Saved entries —

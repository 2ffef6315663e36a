use crate::domain::errors::MarketDataError;
use crate::domain::market::bar::Bar;
use crate::domain::market::series::Series;
use crate::domain::market::timeframe::Timeframe;
use crate::domain::ports::MarketDataService;
use async_trait::async_trait;
use serde::Deserialize;
use std::io::ErrorKind;
use std::path::{Path, PathBuf};
use tracing::{debug, warn};

#[derive(Debug, Deserialize)]
struct CsvBar {
    timestamp: i64,
    open: f64,
    high: f64,
    low: f64,
    close: f64,
    volume: f64,
}

/// Reads OHLCV history exported to CSV.
///
/// One file per pair and timeframe, named `<BASE>_<QUOTE>_<tf>.csv` with the
/// header `timestamp,open,high,low,close,volume` and millisecond timestamps.
#[derive(Debug, Clone)]
pub struct CsvMarketDataService {
    dir: PathBuf,
}

impl CsvMarketDataService {
    pub fn new(dir: impl Into<PathBuf>) -> Self {
        Self { dir: dir.into() }
    }

    pub fn dir(&self) -> &Path {
        &self.dir
    }

    /// `BTC/USDT` at 1h maps to `BTC_USDT_1h.csv`
    pub fn file_path(&self, pair: &str, timeframe: Timeframe) -> PathBuf {
        let stem: String = pair
            .chars()
            .map(|c| if c == '/' || c == ':' { '_' } else { c })
            .collect();
        self.dir.join(format!("{}_{}.csv", stem, timeframe.as_str()))
    }
}

fn parse_bars(pair: &str, content: &[u8]) -> Result<Vec<Bar>, MarketDataError> {
    let mut reader = csv::Reader::from_reader(content);
    let mut bars = Vec::new();

    for (row, result) in reader.deserialize::<CsvBar>().enumerate() {
        let record = result.map_err(|e| MarketDataError::InvalidData {
            pair: pair.to_string(),
            reason: format!("row {}: {}", row + 1, e),
        })?;

        let bar = Bar::from_millis(
            record.timestamp,
            record.open,
            record.high,
            record.low,
            record.close,
            record.volume,
        )
        .ok_or_else(|| MarketDataError::InvalidData {
            pair: pair.to_string(),
            reason: format!("row {}: timestamp {} out of range", row + 1, record.timestamp),
        })?;
        bars.push(bar);
    }

    Ok(bars)
}

#[async_trait]
impl MarketDataService for CsvMarketDataService {
    async fn fetch_series(
        &self,
        pair: &str,
        timeframe: Timeframe,
        limit: usize,
    ) -> Result<Series, MarketDataError> {
        let path = self.file_path(pair, timeframe);

        let content = match tokio::fs::read(&path).await {
            Ok(content) => content,
            Err(e) if e.kind() == ErrorKind::NotFound => {
                debug!("CsvMarketDataService: No file at {}", path.display());
                return Err(MarketDataError::UnknownPair {
                    pair: pair.to_string(),
                });
            }
            Err(e) => {
                warn!("CsvMarketDataService: Failed to read {}: {}", path.display(), e);
                return Err(MarketDataError::ConnectionLost {
                    reason: format!("{}: {}", path.display(), e),
                });
            }
        };

        let bars = parse_bars(pair, &content)?;
        let total = bars.len();
        let series = Series::new(pair, timeframe, bars)
            .map_err(|e| MarketDataError::invalid_series(pair, e))?
            .latest(limit);

        debug!(
            "CsvMarketDataService: Loaded {} of {} bars from {}",
            series.len(),
            total,
            path.display()
        );
        Ok(series)
    }
}
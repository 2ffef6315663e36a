use crate::application::countdown::CountdownCalculator;
use crate::application::indicators::IndicatorEngine;
use crate::application::signals::SignalDetector;
use crate::domain::analysis::{CountdownState, IndicatorFrame, SignalEvent};
use crate::domain::config::DashboardConfig;
use crate::domain::errors::{ConfigError, PipelineError};
use crate::domain::market::series::Series;
use crate::domain::market::timeframe::Timeframe;
use crate::domain::ports::MarketDataService;
use chrono::{DateTime, Utc};
use serde::Serialize;
use std::sync::Arc;
use tracing::{debug, info};

/// Everything one refresh produced; owned by the caller and never shared
#[derive(Debug, Clone, PartialEq, Serialize)]
pub struct DashboardSnapshot {
    pub pair: String,
    pub timeframe: Timeframe,
    pub generated_at: DateTime<Utc>,
    pub frame: IndicatorFrame,
    pub signals: Vec<SignalEvent>,
    /// `None` when the source returned no bars
    pub countdown: Option<CountdownState>,
}

impl DashboardSnapshot {
    pub fn latest_signal(&self) -> Option<&SignalEvent> {
        self.signals.last()
    }

    pub fn series(&self) -> &Series {
        self.frame.series()
    }
}

/// Fetch, compute, detect and count down for one configured pair.
///
/// Every invocation allocates its own series and frame. A failed fetch aborts
/// before any indicator is computed.
pub struct DashboardPipeline {
    source: Arc<dyn MarketDataService>,
    config: DashboardConfig,
    engine: IndicatorEngine,
    detector: SignalDetector,
}

impl DashboardPipeline {
    pub fn new(
        source: Arc<dyn MarketDataService>,
        config: DashboardConfig,
    ) -> Result<Self, ConfigError> {
        config.validate()?;
        let engine = IndicatorEngine::from_config(&config.indicators)?;

        Ok(Self {
            source,
            config,
            engine,
            detector: SignalDetector::default(),
        })
    }

    pub fn config(&self) -> &DashboardConfig {
        &self.config
    }

    pub async fn refresh(&self) -> Result<DashboardSnapshot, PipelineError> {
        self.refresh_at(Utc::now()).await
    }

    /// Refresh with an explicit clock for the countdown
    pub async fn refresh_at(&self, now: DateTime<Utc>) -> Result<DashboardSnapshot, PipelineError> {
        let DashboardConfig {
            pair,
            timeframe,
            bar_limit,
            ..
        } = &self.config;

        debug!(
            "DashboardPipeline: Fetching {} bars of {} {}",
            bar_limit, pair, timeframe
        );
        let series = self
            .source
            .fetch_series(pair, *timeframe, *bar_limit)
            .await?;

        self.analyze(series, now)
    }

    /// Runs the synchronous part of a refresh on an already-fetched series
    pub fn analyze(
        &self,
        series: Series,
        now: DateTime<Utc>,
    ) -> Result<DashboardSnapshot, PipelineError> {
        let countdown = series
            .last()
            .map(|bar| CountdownCalculator::compute(series.timeframe(), bar.timestamp, now));

        let frame = self.engine.compute(series)?;
        let signals = self.detector.detect(&frame)?;

        info!(
            "DashboardPipeline: {} {} refreshed with {} bars, {} signals",
            frame.series().pair(),
            frame.series().timeframe(),
            frame.len(),
            signals.len()
        );

        Ok(DashboardSnapshot {
            pair: frame.series().pair().to_string(),
            timeframe: frame.series().timeframe(),
            generated_at: now,
            frame,
            signals,
            countdown,
        })
    }
}
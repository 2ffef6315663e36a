use crate::application::pipeline::DashboardSnapshot;
use crate::domain::analysis::{SignalKind, columns};
use chrono::{DateTime, Utc};
use std::fmt;

/// Number of recent signals listed in the text report
const RECENT_SIGNALS: usize = 5;

/// Latest-bar readings of one snapshot, ready for a headless display
#[derive(Debug, Clone, PartialEq)]
pub struct DashboardReport {
    pub pair: String,
    pub timeframe: String,
    pub bar_count: usize,
    pub last_close: Option<f64>,
    pub ema_fast: Option<f64>,
    pub ema_slow: Option<f64>,
    pub bollinger: Option<(f64, f64, f64)>,
    pub rsi: Option<f64>,
    pub macd: Option<(f64, f64, f64)>,
    pub atr: Option<f64>,
    pub fibonacci: Vec<(f64, f64)>,
    pub support: Vec<f64>,
    pub resistance: Vec<f64>,
    pub signal_count: usize,
    pub recent_signals: Vec<(DateTime<Utc>, SignalKind)>,
    pub countdown: Option<String>,
}

impl DashboardReport {
    pub fn from_snapshot(snapshot: &DashboardSnapshot) -> Self {
        let frame = &snapshot.frame;
        let last = frame.len().checked_sub(1);
        let at = |name: &str| last.and_then(|i| frame.value(name, i));

        let bollinger = match (
            at(columns::BB_LOWER),
            at(columns::BB_MIDDLE),
            at(columns::BB_UPPER),
        ) {
            (Some(lower), Some(middle), Some(upper)) => Some((lower, middle, upper)),
            _ => None,
        };
        let macd = match (at(columns::MACD), at(columns::MACD_SIGNAL), at(columns::MACD_HIST)) {
            (Some(line), Some(signal), Some(hist)) => Some((line, signal, hist)),
            _ => None,
        };

        let bars = snapshot.series().bars();
        let recent_signals = snapshot
            .signals
            .iter()
            .rev()
            .take(RECENT_SIGNALS)
            .filter_map(|event| bars.get(event.index).map(|bar| (bar.timestamp, event.kind)))
            .collect();

        let (support, resistance): (Vec<f64>, Vec<f64>) = frame
            .support_resistance()
            .map(|sr| {
                (
                    sr.support.iter().map(|l| l.price).collect(),
                    sr.resistance.iter().map(|l| l.price).collect(),
                )
            })
            .unwrap_or_default();

        Self {
            pair: snapshot.pair.clone(),
            timeframe: snapshot.timeframe.to_string(),
            bar_count: frame.len(),
            last_close: snapshot.series().last().map(|b| b.close),
            ema_fast: at(columns::EMA_FAST),
            ema_slow: at(columns::EMA_SLOW),
            bollinger,
            rsi: at(columns::RSI),
            macd,
            atr: at(columns::ATR),
            fibonacci: frame
                .fibonacci()
                .map(|fib| fib.levels.iter().map(|l| (l.ratio, l.price)).collect())
                .unwrap_or_default(),
            support,
            resistance,
            signal_count: snapshot.signals.len(),
            recent_signals,
            countdown: snapshot.countdown.map(|c| c.to_string()),
        }
    }
}

fn num(value: Option<f64>) -> String {
    value.map_or_else(|| "n/a".to_string(), |v| format!("{:.2}", v))
}

fn prices(levels: &[f64]) -> String {
    if levels.is_empty() {
        return "none".to_string();
    }
    levels
        .iter()
        .map(|p| format!("{:.2}", p))
        .collect::<Vec<_>>()
        .join(", ")
}

impl fmt::Display for DashboardReport {
    fn fmt(&self, f: &mut fmt::Formatter<'_>) -> fmt::Result {
        writeln!(
            f,
            "{} {} | {} bars | close {}",
            self.pair,
            self.timeframe,
            self.bar_count,
            num(self.last_close)
        )?;
        writeln!(f, "EMA fast {} / slow {}", num(self.ema_fast), num(self.ema_slow))?;
        match self.bollinger {
            Some((lower, middle, upper)) => {
                writeln!(f, "Bollinger {:.2} / {:.2} / {:.2}", lower, middle, upper)?
            }
            None => writeln!(f, "Bollinger n/a")?,
        }
        write!(f, "RSI {} | ", num(self.rsi))?;
        match self.macd {
            Some((line, signal, hist)) => write!(
                f,
                "MACD {:.4} signal {:.4} hist {:.4}",
                line, signal, hist
            )?,
            None => write!(f, "MACD n/a")?,
        }
        writeln!(f, " | ATR {}", num(self.atr))?;

        if !self.fibonacci.is_empty() {
            let levels = self
                .fibonacci
                .iter()
                .map(|(ratio, price)| format!("{:.1}% {:.2}", ratio * 100.0, price))
                .collect::<Vec<_>>()
                .join(", ");
            writeln!(f, "Fibonacci {}", levels)?;
        }
        writeln!(f, "Support {}", prices(&self.support))?;
        writeln!(f, "Resistance {}", prices(&self.resistance))?;

        write!(f, "Signals {}", self.signal_count)?;
        for (timestamp, kind) in &self.recent_signals {
            write!(f, " | {} {}", timestamp.format("%Y-%m-%d %H:%M"), kind)?;
        }
        writeln!(f)?;

        match &self.countdown {
            Some(countdown) => write!(f, "Next candle in {}", countdown),
            None => write!(f, "Next candle n/a"),
        }
    }
}

/// Machine-readable form of a snapshot
pub fn to_json(snapshot: &DashboardSnapshot) -> serde_json::Result<String> {
    serde_json::to_string_pretty(snapshot)
}

#[cfg(test)]
mod tests {
    use super::*;
    use crate::application::pipeline::DashboardPipeline;
    use crate::domain::config::{DashboardConfig, IndicatorConfig};
    use crate::domain::market::{Bar, Timeframe};
    use crate::infrastructure::MockMarketDataService;
    use chrono::{Duration, TimeZone};
    use std::sync::Arc;

    fn three_bar_snapshot() -> DashboardSnapshot {
        let mock = MockMarketDataService::new();
        mock.set_series(
            "BTC/USDT",
            Timeframe::OneHour,
            vec![
                Bar::from_millis(0, 10.0, 12.0, 9.0, 11.0, 1.0).unwrap(),
                Bar::from_millis(3_600_000, 11.0, 13.0, 10.0, 12.0, 1.0).unwrap(),
                Bar::from_millis(7_200_000, 12.0, 14.0, 11.0, 10.0, 1.0).unwrap(),
            ],
        );
        let config = DashboardConfig::new(
            "BTC/USDT",
            Timeframe::OneHour,
            100,
            IndicatorConfig {
                ema_fast_span: 2,
                ..IndicatorConfig::default()
            },
        )
        .unwrap();
        let pipeline = DashboardPipeline::new(Arc::new(mock), config).unwrap();

        let now = Utc.timestamp_millis_opt(7_200_000).unwrap() + Duration::seconds(1500);
        tokio_test::block_on(pipeline.refresh_at(now)).unwrap()
    }

    #[test]
    fn test_report_reads_latest_bar() {
        let report = DashboardReport::from_snapshot(&three_bar_snapshot());

        assert_eq!(report.bar_count, 3);
        assert_eq!(report.last_close, Some(10.0));
        assert!(report.bollinger.is_none());
        assert!(report.rsi.is_none());
        assert_eq!(report.fibonacci.len(), 7);
        assert_eq!(report.fibonacci[0], (0.0, 14.0));
        assert_eq!(report.signal_count, 2);
        assert_eq!(report.recent_signals[0].1, SignalKind::EmaSell);
        assert_eq!(report.countdown.as_deref(), Some("35m 0s"));
    }

    #[test]
    fn test_report_text() {
        let text = DashboardReport::from_snapshot(&three_bar_snapshot()).to_string();

        assert!(text.starts_with("BTC/USDT 1h | 3 bars | close 10.00"));
        assert!(text.contains("Bollinger n/a"));
        assert!(text.contains("RSI n/a"));
        assert!(text.contains("Fibonacci 0.0% 14.00, 23.6% 12.82"));
        assert!(text.contains("Signals 2 | 1970-01-01 02:00 sell | 1970-01-01 01:00 buy"));
        assert!(text.ends_with("Next candle in 35m 0s"));
    }

    #[test]
    fn test_json_output() {
        let json = to_json(&three_bar_snapshot()).unwrap();
        let value: serde_json::Value = serde_json::from_str(&json).unwrap();

        assert_eq!(value["pair"], "BTC/USDT");
        assert_eq!(value["timeframe"], "1h");
        assert_eq!(value["signals"][0]["kind"], "buy");
        assert_eq!(value["countdown"]["remaining_seconds"], 2100.0);
    }
}
use serde::Serialize;

/// Retracement ratios drawn between the visible swing high and swing low
pub const FIBONACCI_RATIOS: [f64; 7] = [0.0, 0.236, 0.382, 0.5, 0.618, 0.786, 1.0];

#[derive(Debug, Clone, Copy, PartialEq, Serialize)]
pub struct FibonacciLevel {
    pub ratio: f64,
    pub price: f64,
}

/// Retracement levels over a whole visible window (scalars, not per-bar values)
#[derive(Debug, Clone, PartialEq, Serialize)]
pub struct FibonacciLevels {
    pub swing_high: f64,
    pub swing_low: f64,
    pub levels: Vec<FibonacciLevel>,
}

impl FibonacciLevels {
    pub fn price_at(&self, ratio: f64) -> Option<f64> {
        self.levels
            .iter()
            .find(|l| (l.ratio - ratio).abs() < f64::EPSILON)
            .map(|l| l.price)
    }
}

/// A horizontal level anchored at the bar that produced it
#[derive(Debug, Clone, Copy, PartialEq, Serialize)]
pub struct PriceLevel {
    pub index: usize,
    pub price: f64,
}

/// Merged support and resistance levels, each list in ascending price order
#[derive(Debug, Clone, PartialEq, Default, Serialize)]
pub struct SupportResistance {
    pub support: Vec<PriceLevel>,
    pub resistance: Vec<PriceLevel>,
}
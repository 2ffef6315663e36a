//! Support/resistance from symmetric local extrema.
//!
//! A bar is a resistance pivot when its high is strictly above the highs of the
//! `window` bars on each side, and a support pivot when its low is strictly
//! below the lows on each side. Bars closer than `window` to either end of the
//! series cannot qualify. Pivot prices are then thinned so no two kept levels
//! sit within `merge_threshold` (relative) of each other.

use crate::domain::analysis::Column;
use crate::domain::analysis::levels::{PriceLevel, SupportResistance};
use crate::domain::market::series::Series;

#[derive(Debug, Clone, Copy, PartialEq, Eq)]
enum Extremum {
    Max,
    Min,
}

fn pivots(values: &[f64], window: usize, extremum: Extremum) -> Vec<PriceLevel> {
    if window == 0 || values.len() < 2 * window + 1 {
        return Vec::new();
    }

    (window..values.len() - window)
        .filter(|&i| {
            let candidate = values[i];
            let beats = |other: &f64| match extremum {
                Extremum::Max => candidate > *other,
                Extremum::Min => candidate < *other,
            };
            values[i - window..i].iter().all(beats) && values[i + 1..=i + window].iter().all(beats)
        })
        .map(|index| PriceLevel {
            index,
            price: values[index],
        })
        .collect()
}

/// Bars whose high is a strict local maximum over `window` bars on each side
pub fn resistance_pivots(series: &Series, window: usize) -> Vec<PriceLevel> {
    pivots(&series.highs(), window, Extremum::Max)
}

/// Bars whose low is a strict local minimum over `window` bars on each side
pub fn support_pivots(series: &Series, window: usize) -> Vec<PriceLevel> {
    pivots(&series.lows(), window, Extremum::Min)
}

/// Keeps levels in ascending price order, dropping any level within
/// `threshold` (relative to the kept level) of a level already kept.
///
/// Applying the filter to its own output returns the output unchanged.
pub fn merge_levels(mut candidates: Vec<PriceLevel>, threshold: f64) -> Vec<PriceLevel> {
    candidates.sort_by(|a, b| a.price.total_cmp(&b.price).then(a.index.cmp(&b.index)));

    let mut kept: Vec<PriceLevel> = Vec::with_capacity(candidates.len());
    for level in candidates {
        let near_existing = kept
            .iter()
            .any(|k| (level.price - k.price).abs() < threshold * k.price.abs());
        if !near_existing {
            kept.push(level);
        }
    }
    kept
}

/// Pivot prices spread into a per-bar column (`None` where the bar is no pivot)
pub fn pivot_column(len: usize, pivots: &[PriceLevel]) -> Column {
    let mut column = vec![None; len];
    for pivot in pivots {
        column[pivot.index] = Some(pivot.price);
    }
    column
}

/// Pivots for marker columns plus the merged levels
pub fn support_resistance(
    series: &Series,
    window: usize,
    merge_threshold: f64,
) -> (SupportResistance, Vec<PriceLevel>, Vec<PriceLevel>) {
    let resistance = resistance_pivots(series, window);
    let support = support_pivots(series, window);

    let levels = SupportResistance {
        support: merge_levels(support.clone(), merge_threshold),
        resistance: merge_levels(resistance.clone(), merge_threshold),
    };
    (levels, resistance, support)
}
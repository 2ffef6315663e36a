//! Indicator calculations.
//!
//! Column functions take plain slices and return vectors aligned with their
//! input. Stateful calculators implement `ta::Next` so they can also be fed
//! bar by bar.

pub mod atr;
pub mod bollinger;
pub mod ema;
pub mod engine;
pub mod fibonacci;
pub mod macd;
pub mod rolling;
pub mod rsi;
pub mod support_resistance;

pub use engine::IndicatorEngine;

TASK INSTRUCTIONS — Once the line that contains "aligned with their" is found, please give it again exactly, along with each line that comes after it, through the last line of the entries.

WRITTEN SOLUTION —
//! Column functions take plain slices and return vectors aligned with their
//! input. Stateful calculators implement `ta::Next` so they can also be fed
//! bar by bar.

pub mod atr;
pub mod bollinger;
pub mod ema;
pub mod engine;
pub mod fibonacci;
pub mod macd;
pub mod rolling;
pub mod rsi;
pub mod support_resistance;

pub use engine::IndicatorEngine;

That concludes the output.